- On April 15, 2020
April, 1, 2020
COVID-19 and OSHA Reporting and Recordkeeping
As the number of COVID-19 cases continues to grow across the U.S., employers should consider Occupational Safety and Health Administration (“OSHA”) injury and illness recording and reporting obligations in connection with confirmed employee cases of COVID-19. Generally, OSHA requires covered employers to prepare and maintain records of work-related injuries and illnesses. See 29 CFR § 1904. OSHA recently published a guidance concluding that COVID-19 can be a recordable illness, if the employee’s exposure to COVID-19 was work-related and otherwise satisfies OSHA’s recording requirements.

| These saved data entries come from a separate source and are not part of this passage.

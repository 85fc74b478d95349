use super::{Schema, add_foreign_key_sql, create_index_sql, create_table_sql};

/// Generate SQL to create all tables, foreign keys, and indices.
///
/// Returns a complete SQL script that can be executed to create the schema.
/// Tables are created first, then foreign keys (as ALTER TABLE), then indices.
/// This order works for any schema, cyclic foreign keys included.
pub fn schema_to_sql(schema: &Schema) -> String {
    let mut sql = String::new();

    // Create tables (without foreign keys to avoid dependency issues)
    for table in schema.tables.values() {
        sql.push_str(&create_table_sql(table));
        sql.push_str("\n\n");
    }

    for table in schema.tables.values() {
        for fk in &table.foreign_keys {
            sql.push_str(&add_foreign_key_sql(&table.name, fk));
            sql.push('\n');
        }
    }

    if schema.tables.values().any(|t| !t.foreign_keys.is_empty()) {
        sql.push('\n');
    }

    for table in schema.tables.values() {
        for idx in &table.indices {
            sql.push_str(&create_index_sql(&table.name, idx));
            sql.push('\n');
        }
    }

    sql.trim_end().to_string()
}

#[cfg(test)]
mod tests {
    use super::*;
    use crate::schema::{Column, ForeignKey, Index, Table};
    use kiln_db_schema::{AbstractType, ReferentialAction};

    #[test]
    fn test_schema_to_sql() {
        let mut user = Table::new("user");
        user.columns.push(Column::primary("id", AbstractType::Primary));

        let mut post = Table::new("post");
        post.columns.push(Column::primary("id", AbstractType::Primary));
        post.columns
            .push(Column::new("user_id", AbstractType::Integer));
        post.indices.push(Index::new("post", &["user_id"]));
        post.foreign_keys.push(ForeignKey::new(
            "post",
            "user_id",
            "user",
            "id",
            ReferentialAction::Cascade,
        ));

        let schema: Schema = [user, post].into_iter().collect();

        insta::assert_snapshot!(schema_to_sql(&schema), @r#"
        CREATE TABLE "user" (
            "id" SERIAL PRIMARY KEY
        );

        CREATE TABLE "post" (
            "id" SERIAL PRIMARY KEY,
            "user_id" INTEGER NOT NULL
        );

        ALTER TABLE "post" ADD CONSTRAINT "fk_post_user_id" FOREIGN KEY ("user_id") REFERENCES "user" ("id") ON DELETE CASCADE ON UPDATE CASCADE;

        CREATE INDEX "idx_post_user_id" ON "post" ("user_id");
        "#);
    }
}
impl RelationDefinition {
    pub fn new(kind: RelationKind, target: impl Into<String>) -> Self {
        Self {
            kind,
            target: target.into(),
            options: RelationOptions::default(),
        }
    }

    pub fn belongs_to(target: impl Into<String>) -> Self {
        Self::new(RelationKind::BelongsTo, target)
    }

    pub fn belongs_to_morphed(target: impl Into<String>) -> Self {
        Self::new(RelationKind::BelongsToMorphed, target)
    }

    pub fn has_one(target: impl Into<String>) -> Self {
        Self::new(RelationKind::HasOne, target)
    }

    pub fn has_many(target: impl Into<String>) -> Self {
        Self::new(RelationKind::HasMany, target)
    }

    pub fn many_to_many(target: impl Into<String>) -> Self {
        Self::new(RelationKind::ManyToMany, target)
    }

    pub fn many_to_morphed(target: impl Into<String>) -> Self {
        Self::new(RelationKind::ManyToMorphed, target)
    }

    pub fn inner_key(mut self, key: impl Into<String>) -> Self {
        self.options.inner_key = Some(key.into());
        self
    }

    pub fn outer_key(mut self, key: impl Into<String>) -> Self {
        self.options.outer_key = Some(key.into());
        self
    }

    pub fn constraint(mut self, constraint: bool) -> Self {
        self.options.constraint = Some(constraint);
        self
    }

    pub fn action(mut self, action: ReferentialAction) -> Self {
        self.options.action = Some(action);
        self
    }

    pub fn nullable(mut self, nullable: bool) -> Self {
        self.options.nullable = Some(nullable);
        self
    }

    pub fn morph_key(mut self, key: impl Into<String>) -> Self {
        self.options.morph_key = Some(key.into());
        self
    }

    pub fn pivot_table(mut self, table: impl Into<String>) -> Self {
        self.options.pivot_table = Some(table.into());
        self
    }

    pub fn pivot_inner_key(mut self, key: impl Into<String>) -> Self {
        self.options.pivot_inner_key = Some(key.into());
        self
    }

    pub fn pivot_outer_key(mut self, key: impl Into<String>) -> Self {
        self.options.pivot_outer_key = Some(key.into());
        self
    }

    /// Register the inverse of this relation on the target, under `name`.
    pub fn inverse(mut self, name: impl Into<String>, kind: Option<RelationKind>) -> Self {
        self.options.inverse = Some(Inverse {
            name: name.into(),
            kind,
        });
        self
    }

    pub fn kind(&self) -> RelationKind {
        self.kind
    }

    pub fn target(&self) -> &str {
        &self.target
    }

    pub fn options(&self) -> &RelationOptions {
        &self.options
    }
}

/// Position of a relation in the resolved relation list.
#[derive(Debug, Clone, Copy, PartialEq, Eq, Hash, PartialOrd, Ord)]
pub struct RelationId(pub(crate) usize);

impl RelationId {
    pub fn index(self) -> usize {
        self.0
    }
}

/// The implementors of an interface, seen as one polymorphic target.
#[derive(Debug, Clone, PartialEq)]
pub struct MorphedTarget {
    pub interface: String,
    pub role: String,
    pub primary_key: String,
    /// Reference type shared by every implementor's primary key.
    pub key_type: AbstractType,
    pub implementors: Vec<EntityId>,
}

#[derive(Debug, Clone, PartialEq)]
pub enum RelationTarget {
    Entity(EntityId),
    Morphed(MorphedTarget),
}

impl RelationTarget {
    pub fn entity(&self) -> Option<EntityId> {
        match self {
            RelationTarget::Entity(id) => Some(*id),
            RelationTarget::Morphed(_) => None,
        }
    }

    pub fn morphed(&self) -> Option<&MorphedTarget> {
        match self {
            RelationTarget::Entity(_) => None,
            RelationTarget::Morphed(target) => Some(target),
        }
    }
}

/// Resolved pivot table settings.
#[derive(Debug, Clone, PartialEq, Eq)]
pub struct PivotDefinition {
    pub table: String,
    /// Pivot column referencing the owner.
    pub inner_key: String,
    /// Pivot column referencing the target.
    pub outer_key: String,
}

/// Options with every default applied and every template expanded.
#[derive(Debug, Clone, PartialEq, Eq)]
pub struct ResolvedDefinition {
    pub inner_key: String,
    pub outer_key: String,
    pub constraint: bool,
    pub action: ReferentialAction,
    pub nullable: bool,
    pub morph_key: Option<String>,
    pub pivot: Option<PivotDefinition>,
}

/// A relation bound to concrete entities.
#[derive(Debug, Clone, PartialEq)]
pub struct RelationSchema {
    pub(crate) id: RelationId,
    pub(crate) name: String,
    pub(crate) owner: EntityId,
    pub(crate) kind: RelationKind,
    pub(crate) declared_kind: RelationKind,
    pub(crate) target: RelationTarget,
    pub(crate) definition: ResolvedDefinition,
    pub(crate) inverse: Option<Inverse>,
    pub(crate) paired_with: Option<RelationId>,
}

In general, OSHA requires employers to record employee illnesses that are (1) work-related, (2) new, and (3) meet OSHA’s recording criteria (described below). OSHA recently issued guidance explaining how this requirement applies to COVID-19. Employers are only responsible for recording cases of COVID-19 if the case is:
- A confirmed case of COVID-19; and
- Work-related, as defined under 29 CFR § 1904.5; and
- Involves one or more of the general recording criteria set forth in 29 CFR § 1904.7 (e.g., medical treatment beyond first-aid, days away from work).
“Confirmed Case” – Notably, OSHA does not consider “the common cold or flu” to be work-related. The regulations limit this exception, though, specifying that “contagious diseases such as tuberculosis, brucellosis, hepatitis A, or plague are considered work-related if the employee is infected at work.” 29 CFR § 1904.5(b)(2). OSHA’s recent guidance indicates that COVID-19 should be treated as one of these “contagious diseases,” and is therefore reportable if the employee was infected at work and the other criteria are satisfied. Further, OSHA excludes suspected, but unconfirmed, COVID-19 cases, citing Center for Disease Control guidance. Employers are expected to determine whether it is more likely than not that one or more events or exposures at work caused or contributed to the confirmed COVID-19 case and, if yes, the illness is work-related.
“Work-Related” – Employers must consider an illness to be work-related if “exposure in the work environment” caused the illness, “unless an exception . . . specifically applies.” 29 CFR § 1904.5(a). Whether such a causal connection exists is left to the employer to decide.
- Unclear Source of Exposure– If it is not obvious whether the exposure occurred in the work environment, the employer must evaluate the employee’s work duties and environment to decide. 29 CFR § 1904.5(b)(3).
- Work Environment: At Home– A work environment is any location where an employee is working as a condition of employment, which can include an employee’s home. But, to be recordable, injuries or illnesses sustained from working at home must be “directly related to the performance of work rather than to the general home environment or setting.” 29 CFR § 1904.5(b)(7). By way of example, OSHA has clarified that “if an employee drops a box of work documents and injures his or her foot, the case is considered work-related. If an employee working at home is electrocuted because of faulty home wiring, the injury is not considered work-related.” In other words, illness caused by exposure to COVID-19 that occurs within an employee’s home does not appear to be subject to the recording requirement, unless the exposure was “directly related” to the employee’s work.
General Recording Requirements – An employer must consider a work-related illness to meet the general recording criteria, and therefore to be recordable, if it results in death, days away from work, restricted work or transfer to another job, medical treatment beyond first aid, or loss of consciousness. 29 CFR § 1904.7(a). Because some COVID-19 cases might not result in “medical treatment,” not every COVID-19 case is necessarily recordable.
OSHA’s guidance clarifies that a covered employer must record or report certain cases of COVID-19 that arise from at-work exposure. But there is considerable room for variance and discretion, and employers will benefit from a thoughtful and consistent approach to these very fact-specific issues. For example, only a case confirmed by testing must be recorded or reported, but an employer only must record or report a confirmed case if it is more likely than not that the exposure was work-related. And even if a confirmed case is work-related, recording or reporting might not be required if the employee does not receive medical treatment.